** The records follows **

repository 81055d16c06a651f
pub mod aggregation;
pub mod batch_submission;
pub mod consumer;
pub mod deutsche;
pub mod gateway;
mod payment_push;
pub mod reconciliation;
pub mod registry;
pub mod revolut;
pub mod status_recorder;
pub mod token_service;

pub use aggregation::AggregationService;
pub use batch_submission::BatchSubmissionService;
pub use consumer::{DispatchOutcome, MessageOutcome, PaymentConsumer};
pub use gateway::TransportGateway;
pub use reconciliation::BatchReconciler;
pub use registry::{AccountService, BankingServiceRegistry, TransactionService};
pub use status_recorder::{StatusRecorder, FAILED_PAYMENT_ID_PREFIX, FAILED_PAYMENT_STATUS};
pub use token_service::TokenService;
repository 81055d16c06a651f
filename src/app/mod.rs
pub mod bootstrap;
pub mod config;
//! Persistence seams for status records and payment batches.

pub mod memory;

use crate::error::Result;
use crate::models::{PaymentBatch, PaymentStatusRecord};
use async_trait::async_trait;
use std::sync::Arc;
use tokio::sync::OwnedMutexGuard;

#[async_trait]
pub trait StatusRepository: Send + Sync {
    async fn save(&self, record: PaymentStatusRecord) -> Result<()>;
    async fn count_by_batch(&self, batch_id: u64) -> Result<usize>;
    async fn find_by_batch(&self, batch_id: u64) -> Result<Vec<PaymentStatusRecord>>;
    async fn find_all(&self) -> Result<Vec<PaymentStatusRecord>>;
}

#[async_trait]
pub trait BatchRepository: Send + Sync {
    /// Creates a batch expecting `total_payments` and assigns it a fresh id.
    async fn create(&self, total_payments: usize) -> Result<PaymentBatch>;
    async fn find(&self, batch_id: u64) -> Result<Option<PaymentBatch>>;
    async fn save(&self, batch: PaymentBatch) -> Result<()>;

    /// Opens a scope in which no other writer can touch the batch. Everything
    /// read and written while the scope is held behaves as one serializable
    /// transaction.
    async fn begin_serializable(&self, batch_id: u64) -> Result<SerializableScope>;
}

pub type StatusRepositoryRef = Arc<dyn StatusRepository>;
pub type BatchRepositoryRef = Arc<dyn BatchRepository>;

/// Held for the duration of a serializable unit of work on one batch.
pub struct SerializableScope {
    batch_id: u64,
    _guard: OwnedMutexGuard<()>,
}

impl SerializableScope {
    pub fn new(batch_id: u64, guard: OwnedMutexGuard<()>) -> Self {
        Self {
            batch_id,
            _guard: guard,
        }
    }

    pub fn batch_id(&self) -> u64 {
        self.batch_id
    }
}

** End of The records **

## Instructions to follow
In the data above, start at the line that has "pub trait BatchRepository: Send", stop after the line that has "async fn create(&self, total_payments: usize)", and print every line in between exactly as it stands.

## Answer space
pub trait BatchRepository: Send + Sync {
    /// Creates a batch expecting `total_payments` and assigns it a fresh id.
    async fn create(&self, total_payments: usize) -> Result<PaymentBatch>;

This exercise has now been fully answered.